*** Records to use Section Begins ***

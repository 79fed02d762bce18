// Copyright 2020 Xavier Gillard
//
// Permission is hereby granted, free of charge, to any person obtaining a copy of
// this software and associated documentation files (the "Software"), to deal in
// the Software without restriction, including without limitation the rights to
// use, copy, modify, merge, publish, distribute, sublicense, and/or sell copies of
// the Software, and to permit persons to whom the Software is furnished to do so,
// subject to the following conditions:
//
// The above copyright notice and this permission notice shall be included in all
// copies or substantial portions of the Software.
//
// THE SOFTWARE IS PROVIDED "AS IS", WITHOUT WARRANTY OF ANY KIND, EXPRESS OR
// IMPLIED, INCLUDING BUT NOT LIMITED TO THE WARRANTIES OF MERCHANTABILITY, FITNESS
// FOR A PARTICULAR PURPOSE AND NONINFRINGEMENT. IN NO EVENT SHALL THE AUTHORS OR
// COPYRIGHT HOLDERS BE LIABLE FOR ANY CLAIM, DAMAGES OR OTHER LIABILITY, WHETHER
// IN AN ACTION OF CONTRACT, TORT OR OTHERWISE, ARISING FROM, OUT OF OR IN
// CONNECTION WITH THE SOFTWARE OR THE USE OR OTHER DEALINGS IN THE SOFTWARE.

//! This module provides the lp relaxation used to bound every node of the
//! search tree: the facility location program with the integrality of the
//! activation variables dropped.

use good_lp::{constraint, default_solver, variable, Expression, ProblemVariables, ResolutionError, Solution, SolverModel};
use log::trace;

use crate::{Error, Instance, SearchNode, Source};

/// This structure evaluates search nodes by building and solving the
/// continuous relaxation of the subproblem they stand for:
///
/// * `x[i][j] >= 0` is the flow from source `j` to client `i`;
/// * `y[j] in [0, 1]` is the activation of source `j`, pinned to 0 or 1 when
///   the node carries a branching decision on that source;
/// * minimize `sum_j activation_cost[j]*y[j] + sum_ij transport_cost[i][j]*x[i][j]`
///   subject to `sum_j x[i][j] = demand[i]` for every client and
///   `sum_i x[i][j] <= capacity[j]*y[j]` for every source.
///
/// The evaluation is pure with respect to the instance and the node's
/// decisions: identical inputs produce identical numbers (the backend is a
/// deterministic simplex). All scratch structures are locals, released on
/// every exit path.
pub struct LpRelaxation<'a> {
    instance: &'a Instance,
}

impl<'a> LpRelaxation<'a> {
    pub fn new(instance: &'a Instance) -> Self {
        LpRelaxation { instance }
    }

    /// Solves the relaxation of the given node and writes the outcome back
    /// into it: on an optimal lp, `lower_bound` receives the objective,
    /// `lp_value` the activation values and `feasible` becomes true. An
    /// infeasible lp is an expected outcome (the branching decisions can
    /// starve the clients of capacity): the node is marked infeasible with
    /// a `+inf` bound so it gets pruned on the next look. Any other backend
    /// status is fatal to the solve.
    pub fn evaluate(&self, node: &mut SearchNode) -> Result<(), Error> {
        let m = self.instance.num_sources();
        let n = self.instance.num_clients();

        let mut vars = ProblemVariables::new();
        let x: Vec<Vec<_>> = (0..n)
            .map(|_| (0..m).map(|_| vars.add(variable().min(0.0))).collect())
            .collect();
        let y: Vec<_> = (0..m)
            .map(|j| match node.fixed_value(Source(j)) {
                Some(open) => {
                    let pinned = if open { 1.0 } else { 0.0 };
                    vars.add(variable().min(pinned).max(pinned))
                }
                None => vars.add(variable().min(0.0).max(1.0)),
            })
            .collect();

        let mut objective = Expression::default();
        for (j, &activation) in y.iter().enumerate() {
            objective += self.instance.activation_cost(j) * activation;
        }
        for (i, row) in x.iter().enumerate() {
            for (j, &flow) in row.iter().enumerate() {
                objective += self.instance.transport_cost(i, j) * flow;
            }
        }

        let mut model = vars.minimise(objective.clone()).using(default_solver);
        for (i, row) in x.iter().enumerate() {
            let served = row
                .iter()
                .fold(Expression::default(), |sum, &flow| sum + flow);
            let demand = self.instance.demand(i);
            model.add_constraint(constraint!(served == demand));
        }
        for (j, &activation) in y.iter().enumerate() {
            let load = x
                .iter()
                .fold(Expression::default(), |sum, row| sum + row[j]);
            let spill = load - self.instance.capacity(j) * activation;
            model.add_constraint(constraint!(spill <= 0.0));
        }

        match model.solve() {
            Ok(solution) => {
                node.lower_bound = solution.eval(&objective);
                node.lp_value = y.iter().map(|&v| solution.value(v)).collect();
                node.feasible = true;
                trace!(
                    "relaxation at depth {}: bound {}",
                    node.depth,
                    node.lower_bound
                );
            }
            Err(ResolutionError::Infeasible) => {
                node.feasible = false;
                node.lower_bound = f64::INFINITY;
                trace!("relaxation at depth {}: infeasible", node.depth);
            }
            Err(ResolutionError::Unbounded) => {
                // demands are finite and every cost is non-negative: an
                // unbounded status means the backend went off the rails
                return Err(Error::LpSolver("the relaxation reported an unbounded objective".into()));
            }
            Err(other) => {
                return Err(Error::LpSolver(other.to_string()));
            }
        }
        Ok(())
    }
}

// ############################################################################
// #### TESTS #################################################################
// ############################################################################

*** Records to use Section Ends ***

## What is required:
Start with the line above that contains "2020 Xavier Gillard" and stop after the line that contains "OF MERCHANTABILITY, FITNESS". Output those lines exactly, and only those.

## Completed task:
// Copyright 2020 Xavier Gillard
//
// Permission is hereby granted, free of charge, to any person obtaining a copy of
// this software and associated documentation files (the "Software"), to deal in
// the Software without restriction, including without limitation the rights to
// use, copy, modify, merge, publish, distribute, sublicense, and/or sell copies of
// the Software, and to permit persons to whom the Software is furnished to do so,
// subject to the following conditions:
//
// The above copyright notice and this permission notice shall be included in all
// copies or substantial portions of the Software.
//
// THE SOFTWARE IS PROVIDED "AS IS", WITHOUT WARRANTY OF ANY KIND, EXPRESS OR
// IMPLIED, INCLUDING BUT NOT LIMITED TO THE WARRANTIES OF MERCHANTABILITY, FITNESS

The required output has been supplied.